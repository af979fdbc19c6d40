use std::{
    fs::read_to_string,
    path::{Path, PathBuf},
};

use anyhow::{Context, Result};
use tracing::{debug, warn};

use crate::setup_cfg::SetupCfg;

/// One Python project included in the generated environment.
#[derive(Debug)]
pub struct Project {
    path: PathBuf,
    cfg: SetupCfg,
}

impl Project {
    pub fn new(path: PathBuf, cfg: SetupCfg) -> Project {
        Project { path, cfg }
    }

    /// Resolves and parses `setup.cfg` up front; the metadata is read-only
    /// for the rest of the run.
    pub fn open(path: &Path) -> Result<Project> {
        let path = path
            .canonicalize()
            .with_context(|| format!("failed to resolve {}", path.display()))?;
        debug!("reading {}", path.display());

        let src = read_to_string(&path)
            .with_context(|| format!("failed to read {}", path.display()))?;
        let cfg = SetupCfg::parse(&src)
            .with_context(|| format!("failed to parse {}", path.display()))?;

        if cfg.metadata.name.is_none() {
            warn!("{} does not declare a package name", path.display());
        }

        Ok(Project::new(path, cfg))
    }

    pub fn name(&self) -> Option<&str> {
        self.cfg.metadata.name.as_deref()
    }

    pub fn version(&self) -> Option<&str> {
        self.cfg.metadata.version.as_deref()
    }

    pub fn homepage(&self) -> Option<&str> {
        self.cfg.metadata.url.as_deref()
    }

    pub fn description(&self) -> Option<&str> {
        self.cfg.metadata.description.as_deref()
    }

    /// Directory the package sources live in.
    pub fn src_dir(&self) -> &Path {
        self.path.parent().unwrap_or(Path::new("."))
    }

    // nixpkgs spells dotted python package names with dashes
    pub fn dependencies(&self) -> Vec<String> {
        self.cfg
            .options
            .install_requires
            .iter()
            .map(|dep| dep.replace('.', "-"))
            .collect()
    }
}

........

> **What is required**
Give back precisely the lines above that start at the line containing "pub fn version(&self)" and end at the line containing "pub fn description(&self)", inclusive. No other lines belong in the output.

> **Result of this task**
    pub fn version(&self) -> Option<&str> {
        self.cfg.metadata.version.as_deref()
    }

    pub fn homepage(&self) -> Option<&str> {
        self.cfg.metadata.url.as_deref()
    }

    pub fn description(&self) -> Option<&str> {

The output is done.